La vera novità della manovra finanziaria 2025 dello Stato è di essere la prima varata sotto la guida del «Piano strutturale di bilancio di medio termine 2025-2029» (PSB) che il Parlamento ha approvato il 9 ottobre, con previsioni estese al 2031, per una durata totale di sette anni.
Imposto dalla revisione del Patto europeo di stabilità e crescita, il PSB, pur non rinunciando all’azione di stimolo all’economia, è soprattutto una traiettoria di riequilibrio dei conti pubblici. Una traiettoria perseguita – novità nella novità – ponendo un tetto alla «spesa primaria netta» (cioè il totale delle uscite pubbliche esclusi gli interessi passivi sul debito, le spese finanziate con nuove entrate o risorse europee e talune spese cicliche per la disoccupazione) il cui aumento medio annuo, nel corso dei sette anni, non dovrà superare l’1,5% del PIL. Dunque, per curare i Paesi malati di debito pubblico, accanto alle solite ottimistiche aspettative sulla crescita e sui frutti della proclamata lotta all’evasione fiscale, bisogna anche frenare la spesa e con essa i deficit di bilancio. Come per la cura di un obeso, oltre alla ginnastica, non si può prescindere dalla dieta.
Il PSB sostituisce di fatto il Documento di Economia e Finanza (DEF) e la Nota di aggiornamento (NADEF), ma è più vincolante di questi, in quanto modificabile soltanto per eventi eccezionali o cambi di governo. Il nuovo documento, oltre agli obiettivi finanziari, contempla anche una serie di riforme e di investimenti su giustizia, fisco, aiuti alle imprese, concorrenza, spesa e amministrazione pubblica. Da questo mix, che consentirà all’Italia di uscire dalla procedura per disavanzo eccessivo nel 2027, scaturisce una manovra finanziaria che resta comunque una coperta corta. Molto meglio delle precedenti, cantano i cori di lode della maggioranza meloniana, mentre l’opposizione grida all’insufficienza di aree di spesa ad alto impatto sociale. Queste posizioni estremizzate rischiano di far perdere di vista il passaggio cruciale che la finanza pubblica italiana sta tentando di compiere: disintossicarsi dal debito.

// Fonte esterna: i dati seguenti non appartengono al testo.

//! Per-instrument trend state: a long and a short SMA plus two regime flags.
//!
//! The flags only move once their average is ready. Before that they keep
//! their previous value, which starts out false.

use chrono::NaiveDate;
use tracing::debug;

use super::sma::RollingSma;

/// Fixed short-window length.
pub const SHORT_WINDOW: usize = 5;

#[derive(Debug, Clone)]
pub struct RollingIndicatorSet {
    long: RollingSma,
    short: RollingSma,
    is_above_long_avg: bool,
    is_below_short_avg: bool,
    last_timestamp: Option<NaiveDate>,
}

impl RollingIndicatorSet {
    pub fn new(long_window: usize, short_window: usize) -> Self {
        Self {
            long: RollingSma::new(long_window),
            short: RollingSma::new(short_window),
            is_above_long_avg: false,
            is_below_short_avg: false,
            last_timestamp: None,
        }
    }

    /// Feed one end-of-day price. Timestamps must be non-decreasing.
    ///
    /// Non-finite prices are skipped without touching any state.
    pub fn update(&mut self, timestamp: NaiveDate, price: f64) {
        if !price.is_finite() {
            debug!(%timestamp, price, "skipping non-finite price");
            return;
        }
        self.last_timestamp = Some(timestamp);

        if self.long.update(price) {
            if let Some(avg) = self.long.value() {
                self.is_above_long_avg = price > avg;
            }
        }
        if self.short.update(price) {
            if let Some(avg) = self.short.value() {
                self.is_below_short_avg = price < avg;
            }
        }
    }

    /// Price closed above the long average on the last ready update.
    pub fn is_above_long_avg(&self) -> bool {
        self.is_above_long_avg
    }

    /// Price closed below the short average on the last ready update.
    pub fn is_below_short_avg(&self) -> bool {
        self.is_below_short_avg
    }

    /// Long-term uptrend with a short-term pullback.
    pub fn is_trend_qualified(&self) -> bool {
        self.is_above_long_avg && self.is_below_short_avg
    }

    pub fn long_average(&self) -> Option<f64> {
        self.long.value()
    }

    pub fn short_average(&self) -> Option<f64> {
        self.short.value()
    }

    pub fn last_timestamp(&self) -> Option<NaiveDate> {
        self.last_timestamp
    }

    pub fn samples(&self) -> u64 {
        self.long.samples()
    }
}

Detto con le parole del ministro Giorgetti, nell’audizione parlamentare dell’8 ottobre, il PSB «affronta i principali problemi del Paese e delinea un percorso di rientro dai deficit accumulati negli anni recenti» in modo da «assicurare … un aggiustamento dei conti utile a migliorare la reputazione e l’attrattività dell’Italia». C’è da sperare che queste impegnative finalità trovino un più largo consenso.
L’enfasi sull’incremento di singole voci di spesa (stanziato o invocato) non dovrebbe mettere in subordine l’obiettivo virtuoso del contenimento della spesa complessiva, vitale per un Paese indebitato, e dunque meritevole di sostegno. Alle parti politico-sociali non mancano ampi spazi di confronto sul piano redistributivo, visti i fabbisogni di spesa pubblica fagocitati da sacche d’inerzia e d’inefficienza, da eccessi normativi e burocratici e da improprie sovrapposizioni fra pubblico e privato. Servirebbero a tal fine una spending review autorevole, non episodica ma continuativa, un fisco più equo e altre riforme indicate dal PSB. E servirebbe anche alzare di più lo sguardo verso le grandi crisi della nostra epoca – demografica, ambientale, climatica, industriale, sociale – non di rado a loro volta messe in sottordine, nonostante i drammatici allarmi che ci stanno inviando. Con conti pubblici più solidi questo «sguardo alto» sarebbe decisamente più penetrante.